Among the records below, find the lines that contain "Uuid" and copy each of them.

• [DATA SHOWN]
· · · · ·
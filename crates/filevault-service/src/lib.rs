//! # filevault-service
//!
//! Service layer for FileVault. The upload orchestrator, version resolver,
//! download service and file catalog are built from a [`VersionLedger`] and
//! a [`BlobStore`] passed in as `Arc`s at construction time.
//!
//! [`VersionLedger`]: filevault_database::VersionLedger
//! [`BlobStore`]: filevault_core::traits::BlobStore

pub mod context;
pub mod file;

pub use context::RequestContext;
pub use file::{DownloadService, FileService, UploadService, VersionContent, VersionResolver};
pub use filevault_database::NameLocks;
//! Version download CLI command.

use std::path::PathBuf;

use clap::Args;
use tokio::io::AsyncWriteExt;
use tokio_util::io::StreamReader;

use filevault_core::error::AppError;
use filevault_service::RequestContext;

use super::Vault;

/// Arguments for the get command
#[derive(Debug, Args)]
pub struct GetArgs {
    /// Stored file name
    pub name: String,

    /// Version id; the current version when absent or unknown
    #[arg(short, long)]
    pub version: Option<String>,

    /// Write to this path instead of stdout
    #[arg(short, long)]
    pub output: Option<PathBuf>,
}

/// Execute the get command
pub async fn execute(args: &GetArgs, vault: &Vault, ctx: &RequestContext) -> Result<(), AppError> {
    let content = vault
        .downloads
        .open(ctx, &args.name, args.version.as_deref())
        .await?;
    let mut reader = StreamReader::new(content.stream);

    let written = match &args.output {
        Some(path) => {
            let mut file = tokio::fs::File::create(path).await?;
            let n = tokio::io::copy(&mut reader, &mut file).await?;
            file.flush().await?;
            eprintln!(
                "Wrote version {} of '{}' to {} ({n} bytes)",
                content.version.version_number,
                content.file_name,
                path.display()
            );
            n
        }
        None => {
            let mut stdout = tokio::io::stdout();
            let n = tokio::io::copy(&mut reader, &mut stdout).await?;
            stdout.flush().await?;
            n
        }
    };

    tracing::debug!(bytes = written, version_id = %content.version.id, "Version written");
    Ok(())
}
//! Upload versioning configuration.

use serde::{Deserialize, Serialize};

/// Versioning behaviour of the upload pipeline.
#[derive(Debug, Clone, Serialize, Deserialize)]
pub struct VersioningConfig {
    /// How many times an upload that lost a write race is retried before
    /// the conflict is returned to the caller.
    #[serde(default = "default_conflict_retries")]
    pub conflict_retries: u32,
}

impl Default for VersioningConfig {
    fn default() -> Self {
        Self {
            conflict_retries: default_conflict_retries(),
        }
    }
}

fn default_conflict_retries() -> u32 {
    1
}
//! Local filesystem blob store.
//!
//! Blobs live at `<root>/<file_id>/<version_id>[.<ext>]`. Writes go to a
//! temporary sibling first and are renamed into place, so a reader never
//! sees a partially written blob.

use std::path::{Path, PathBuf};

use async_trait::async_trait;
use bytes::Bytes;
use futures::stream::StreamExt;
use tokio::fs;
use tokio::io::AsyncWriteExt;
use tokio_util::io::ReaderStream;
use tracing::{debug, warn};
use uuid::Uuid;

use filevault_core::error::{AppError, ErrorKind};
use filevault_core::result::AppResult;
use filevault_core::traits::storage::{BlobStore, ByteStream};
use filevault_core::types::{FileId, FileVersionId};

/// Longest extension carried over from the original file name.
const MAX_EXTENSION_LEN: usize = 16;

/// Blob store on the local filesystem.
#[derive(Debug, Clone)]
pub struct LocalBlobStore {
    /// Canonical root directory for all blobs.
    root: PathBuf,
}

impl LocalBlobStore {
    /// Create a store rooted at `root_path`, creating the directory if needed.
    pub async fn new(root_path: &str) -> AppResult<Self> {
        let root = PathBuf::from(root_path);
        fs::create_dir_all(&root).await.map_err(|e| {
            AppError::with_source(
                ErrorKind::StorageUnavailable,
                format!("Failed to create storage root: {}", root.display()),
                e,
            )
        })?;
        let root = fs::canonicalize(&root).await.map_err(|e| {
            AppError::with_source(
                ErrorKind::StorageUnavailable,
                format!("Failed to resolve storage root: {}", root.display()),
                e,
            )
        })?;
        Ok(Self { root })
    }

    /// The canonical root directory.
    pub fn root(&self) -> &Path {
        &self.root
    }

    fn file_dir(&self, file_id: FileId) -> PathBuf {
        self.root.join(file_id.to_string())
    }

    /// Canonicalize `location`, returning `None` if it is missing or escapes the root.
    async fn resolve(&self, location: &str) -> AppResult<Option<PathBuf>> {
        let path = Path::new(location);
        if !path.is_absolute() {
            return Ok(None);
        }
        match fs::canonicalize(path).await {
            Ok(resolved) if resolved.starts_with(&self.root) => Ok(Some(resolved)),
            Ok(resolved) => {
                warn!(location, resolved = %resolved.display(), "Blob locator outside storage root");
                Ok(None)
            }
            Err(e) if e.kind() == std::io::ErrorKind::NotFound => Ok(None),
            Err(e) => Err(AppError::with_source(
                ErrorKind::StorageUnavailable,
                format!("Failed to resolve blob: {location}"),
                e,
            )),
        }
    }
}

/// The extension to keep from an uploaded file name, including the dot.
fn blob_extension(original_name: &str) -> String {
    match original_name.rsplit_once('.') {
        Some((stem, ext))
            if !stem.is_empty()
                && !ext.is_empty()
                && ext.len() <= MAX_EXTENSION_LEN
                && ext.chars().all(|c| c.is_ascii_alphanumeric()) =>
        {
            format!(".{}", ext.to_ascii_lowercase())
        }
        _ => String::new(),
    }
}

#[async_trait]
impl BlobStore for LocalBlobStore {
    fn provider_type(&self) -> &str {
        "local"
    }

    async fn health_check(&self) -> AppResult<bool> {
        Ok(fs::metadata(&self.root)
            .await
            .map(|m| m.is_dir())
            .unwrap_or(false))
    }

    async fn put(
        &self,
        file_id: FileId,
        version_id: FileVersionId,
        content: Bytes,
        original_name: &str,
    ) -> AppResult<String> {
        let dir = self.file_dir(file_id);
        fs::create_dir_all(&dir).await.map_err(|e| {
            AppError::with_source(
                ErrorKind::StorageUnavailable,
                format!("Failed to create blob directory: {}", dir.display()),
                e,
            )
        })?;

        let name = format!("{version_id}{}", blob_extension(original_name));
        let target = dir.join(&name);
        let staging = dir.join(format!(".{name}.{}.tmp", Uuid::new_v4().simple()));

        let written = async {
            let mut file = fs::File::create(&staging).await?;
            file.write_all(&content).await?;
            file.sync_all().await?;
            fs::rename(&staging, &target).await
        }
        .await;

        if let Err(e) = written {
            let _ = fs::remove_file(&staging).await;
            return Err(AppError::with_source(
                ErrorKind::StorageUnavailable,
                format!("Failed to write blob: {}", target.display()),
                e,
            ));
        }

        debug!(
            file_id = %file_id,
            version_id = %version_id,
            bytes = content.len(),
            "Wrote blob"
        );
        Ok(target.to_string_lossy().into_owned())
    }

    async fn fetch(&self, location: &str) -> AppResult<Option<ByteStream>> {
        let Some(path) = self.resolve(location).await? else {
            return Ok(None);
        };

        let file = match fs::File::open(&path).await {
            Ok(file) => file,
            Err(e) if e.kind() == std::io::ErrorKind::NotFound => return Ok(None),
            Err(e) => {
                return Err(AppError::with_source(
                    ErrorKind::StorageUnavailable,
                    format!("Failed to open blob: {location}"),
                    e,
                ));
            }
        };

        let is_file = file.metadata().await.map(|m| m.is_file()).map_err(|e| {
            AppError::with_source(
                ErrorKind::StorageUnavailable,
                format!("Failed to stat blob: {location}"),
                e,
            )
        })?;
        if !is_file {
            return Ok(None);
        }

        let stream = ReaderStream::new(file);
        Ok(Some(Box::pin(stream.map(|r| r.map(Bytes::from)))))
    }

    async fn purge(&self, file_id: FileId) -> AppResult<()> {
        let dir = self.file_dir(file_id);
        match fs::remove_dir_all(&dir).await {
            Ok(()) => {
                debug!(file_id = %file_id, "Purged blobs");
                Ok(())
            }
            Err(e) if e.kind() == std::io::ErrorKind::NotFound => Ok(()),
            Err(e) => Err(AppError::with_source(
                ErrorKind::StorageUnavailable,
                format!("Failed to purge blobs: {}", dir.display()),
                e,
            )),
        }
    }
}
· · · · ·
• [SOLUTION FOR THIS PROBLEM]
use uuid::Uuid;
        let staging = dir.join(format!(".{name}.{}.tmp", Uuid::new_v4().simple()));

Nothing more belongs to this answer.